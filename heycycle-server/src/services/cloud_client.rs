use std::time::Duration;

use heycycle_api::models::{ControlRequest, Device, PortStates, TokenRequest, TokenResponse};
use reqwest::{Client, Response, StatusCode};
use serde_json::Value;

use crate::errors::TransportError;
use crate::models::Token;

/// Thin client for the vendor's open API.
#[derive(Debug, Clone)]
pub struct CloudClient {
    http_client: Client,
    base_url: String,
}

impl CloudClient {
    pub fn new(base_url: &str, timeout: Duration) -> Result<Self, TransportError> {
        let http_client = Client::builder()
            .timeout(timeout)
            .connect_timeout(timeout.min(Duration::from_secs(10)))
            .build()?;

        Ok(Self {
            http_client,
            base_url: base_url.trim_end_matches('/').to_string(),
        })
    }

    /// `POST /token` with the encrypted credential payload.
    pub async fn request_token(&self, data: String) -> Result<TokenResponse, TransportError> {
        let response = self
            .http_client
            .post(format!("{}/token", self.base_url))
            .json(&TokenRequest { data })
            .send()
            .await?;

        Ok(Self::ensure_ok(response).await?.json().await?)
    }

    /// `POST /control/<device_id>`.
    pub async fn control(
        &self,
        token: &Token,
        device_id: &str,
        states: PortStates,
    ) -> Result<(), TransportError> {
        let response = self
            .http_client
            .post(format!("{}/control/{}", self.base_url, device_id))
            .header(reqwest::header::AUTHORIZATION, token.bearer())
            .json(&ControlRequest::from(states))
            .send()
            .await?;

        Self::ensure_ok(response).await?;

        Ok(())
    }

    /// `GET /devices`.
    pub async fn devices(&self, token: &Token) -> Result<Vec<Device>, TransportError> {
        let response = self
            .http_client
            .get(format!("{}/devices", self.base_url))
            .header(reqwest::header::AUTHORIZATION, token.bearer())
            .send()
            .await?;

        Ok(Self::ensure_ok(response).await?.json().await?)
    }

    /// `GET /device/<device_id>`; the status document is vendor defined.
    pub async fn device(&self, token: &Token, device_id: &str) -> Result<Value, TransportError> {
        let response = self
            .http_client
            .get(format!("{}/device/{}", self.base_url, device_id))
            .header(reqwest::header::AUTHORIZATION, token.bearer())
            .send()
            .await?;

        Ok(Self::ensure_ok(response).await?.json().await?)
    }

    async fn ensure_ok(response: Response) -> Result<Response, TransportError> {
        let status = response.status();

        if status == StatusCode::OK {
            Ok(response)
        } else {
            let body = response.text().await.unwrap_or_default();

            Err(TransportError::Status {
                status: status.as_u16(),
                body,
            })
        }
    }
}

#[cfg(test)]
mod tests {
    use mockito::Matcher;
    use serde_json::json;

    use crate::tests::valid_token;

    use super::*;

    #[tokio::test]
    async fn test_devices_lists_vendor_devices() {
        let mut server = mockito::Server::new_async().await;
        let mock = server
            .mock("GET", "/devices")
            .match_header("authorization", "Bearer valid-token")
            .with_status(200)
            .with_body(
                json!([
                    { "id": "50450710e8db84f198f8", "name": "Power strip", "deviceType": "PowerStrip", "online": true }
                ])
                .to_string(),
            )
            .create_async()
            .await;

        let client = CloudClient::new(&server.url(), Duration::from_secs(5)).unwrap();
        let devices = client.devices(&valid_token()).await.unwrap();

        mock.assert_async().await;
        assert_eq!(devices.len(), 1);
        assert_eq!(devices[0].id, "50450710e8db84f198f8");
        assert_eq!(devices[0].device_type, "PowerStrip");
        assert_eq!(devices[0].extra.get("online"), Some(&json!(true)));
    }

    #[tokio::test]
    async fn test_device_returns_status_document() {
        let mut server = mockito::Server::new_async().await;
        let mock = server
            .mock("GET", "/device/dev-1")
            .with_status(200)
            .with_body(json!({ "deviceState": { "power1": true } }).to_string())
            .create_async()
            .await;

        let client = CloudClient::new(&format!("{}/", server.url()), Duration::from_secs(5)).unwrap();
        let status = client.device(&valid_token(), "dev-1").await.unwrap();

        mock.assert_async().await;
        assert_eq!(status["deviceState"]["power1"], json!(true));
    }

    #[tokio::test]
    async fn test_token_request_wraps_data() {
        let mut server = mockito::Server::new_async().await;
        let mock = server
            .mock("POST", "/token")
            .match_body(Matcher::Json(json!({ "data": "cipher" })))
            .with_status(200)
            .with_body(json!({ "access_token": "abc", "expires_in": 60 }).to_string())
            .create_async()
            .await;

        let client = CloudClient::new(&server.url(), Duration::from_secs(5)).unwrap();
        let response = client.request_token(String::from("cipher")).await.unwrap();

        mock.assert_async().await;
        assert_eq!(response.access_token, "abc");
        assert_eq!(response.expires_in, Some(60));
    }

    #[tokio::test]
    async fn test_non_ok_status_carries_body() {
        let mut server = mockito::Server::new_async().await;
        server
            .mock("GET", "/devices")
            .with_status(401)
            .with_body("unauthorized")
            .create_async()
            .await;

        let client = CloudClient::new(&server.url(), Duration::from_secs(5)).unwrap();
        let result = client.devices(&valid_token()).await;

        match result {
            Err(TransportError::Status { status, body }) => {
                assert_eq!(status, 401);
                assert_eq!(body, "unauthorized");
            }
            other => panic!("unexpected result: {other:?}"),
        }
    }
}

▶ **Assignment**
Output the records again in full. Keep every character as written.

▶ **Exercise result**
filename heycycle-server/src/services/cloud_client.rs
use std::time::Duration;

use heycycle_api::models::{ControlRequest, Device, PortStates, TokenRequest, TokenResponse};
use reqwest::{Client, Response, StatusCode};
use serde_json::Value;

use crate::errors::TransportError;
use crate::models::Token;

/// Thin client for the vendor's open API.
#[derive(Debug, Clone)]
pub struct CloudClient {
    http_client: Client,
    base_url: String,
}

impl CloudClient {
    pub fn new(base_url: &str, timeout: Duration) -> Result<Self, TransportError> {
        let http_client = Client::builder()
            .timeout(timeout)
            .connect_timeout(timeout.min(Duration::from_secs(10)))
            .build()?;

        Ok(Self {
            http_client,
            base_url: base_url.trim_end_matches('/').to_string(),
        })
    }

    /// `POST /token` with the encrypted credential payload.
    pub async fn request_token(&self, data: String) -> Result<TokenResponse, TransportError> {
        let response = self
            .http_client
            .post(format!("{}/token", self.base_url))
            .json(&TokenRequest { data })
            .send()
            .await?;

        Ok(Self::ensure_ok(response).await?.json().await?)
    }

    /// `POST /control/<device_id>`.
    pub async fn control(
        &self,
        token: &Token,
        device_id: &str,
        states: PortStates,
    ) -> Result<(), TransportError> {
        let response = self
            .http_client
            .post(format!("{}/control/{}", self.base_url, device_id))
            .header(reqwest::header::AUTHORIZATION, token.bearer())
            .json(&ControlRequest::from(states))
            .send()
            .await?;

        Self::ensure_ok(response).await?;

        Ok(())
    }

    /// `GET /devices`.
    pub async fn devices(&self, token: &Token) -> Result<Vec<Device>, TransportError> {
        let response = self
            .http_client
            .get(format!("{}/devices", self.base_url))
            .header(reqwest::header::AUTHORIZATION, token.bearer())
            .send()
            .await?;

        Ok(Self::ensure_ok(response).await?.json().await?)
    }

    /// `GET /device/<device_id>`; the status document is vendor defined.
    pub async fn device(&self, token: &Token, device_id: &str) -> Result<Value, TransportError> {
        let response = self
            .http_client
            .get(format!("{}/device/{}", self.base_url, device_id))
            .header(reqwest::header::AUTHORIZATION, token.bearer())
            .send()
            .await?;

        Ok(Self::ensure_ok(response).await?.json().await?)
    }

    async fn ensure_ok(response: Response) -> Result<Response, TransportError> {
        let status = response.status();

        if status == StatusCode::OK {
            Ok(response)
        } else {
            let body = response.text().await.unwrap_or_default();

            Err(TransportError::Status {
                status: status.as_u16(),
                body,
            })
        }
    }
}

#[cfg(test)]
mod tests {
    use mockito::Matcher;
    use serde_json::json;

    use crate::tests::valid_token;

    use super::*;

    #[tokio::test]
    async fn test_devices_lists_vendor_devices() {
        let mut server = mockito::Server::new_async().await;
        let mock = server
            .mock("GET", "/devices")
            .match_header("authorization", "Bearer valid-token")
            .with_status(200)
            .with_body(
                json!([
                    { "id": "50450710e8db84f198f8", "name": "Power strip", "deviceType": "PowerStrip", "online": true }
                ])
                .to_string(),
            )
            .create_async()
            .await;

        let client = CloudClient::new(&server.url(), Duration::from_secs(5)).unwrap();
        let devices = client.devices(&valid_token()).await.unwrap();

        mock.assert_async().await;
        assert_eq!(devices.len(), 1);
        assert_eq!(devices[0].id, "50450710e8db84f198f8");
        assert_eq!(devices[0].device_type, "PowerStrip");
        assert_eq!(devices[0].extra.get("online"), Some(&json!(true)));
    }

    #[tokio::test]
    async fn test_device_returns_status_document() {
        let mut server = mockito::Server::new_async().await;
        let mock = server
            .mock("GET", "/device/dev-1")
            .with_status(200)
            .with_body(json!({ "deviceState": { "power1": true } }).to_string())
            .create_async()
            .await;

        let client = CloudClient::new(&format!("{}/", server.url()), Duration::from_secs(5)).unwrap();
        let status = client.device(&valid_token(), "dev-1").await.unwrap();

        mock.assert_async().await;
        assert_eq!(status["deviceState"]["power1"], json!(true));
    }

    #[tokio::test]
    async fn test_token_request_wraps_data() {
        let mut server = mockito::Server::new_async().await;
        let mock = server
            .mock("POST", "/token")
            .match_body(Matcher::Json(json!({ "data": "cipher" })))
            .with_status(200)
            .with_body(json!({ "access_token": "abc", "expires_in": 60 }).to_string())
            .create_async()
            .await;

        let client = CloudClient::new(&server.url(), Duration::from_secs(5)).unwrap();
        let response = client.request_token(String::from("cipher")).await.unwrap();

        mock.assert_async().await;
        assert_eq!(response.access_token, "abc");
        assert_eq!(response.expires_in, Some(60));
    }

    #[tokio::test]
    async fn test_non_ok_status_carries_body() {
        let mut server = mockito::Server::new_async().await;
        server
            .mock("GET", "/devices")
            .with_status(401)
            .with_body("unauthorized")
            .create_async()
            .await;

        let client = CloudClient::new(&server.url(), Duration::from_secs(5)).unwrap();
        let result = client.devices(&valid_token()).await;

        match result {
            Err(TransportError::Status { status, body }) => {
                assert_eq!(status, 401);
                assert_eq!(body, "unauthorized");
            }
            other => panic!("unexpected result: {other:?}"),
        }
    }
}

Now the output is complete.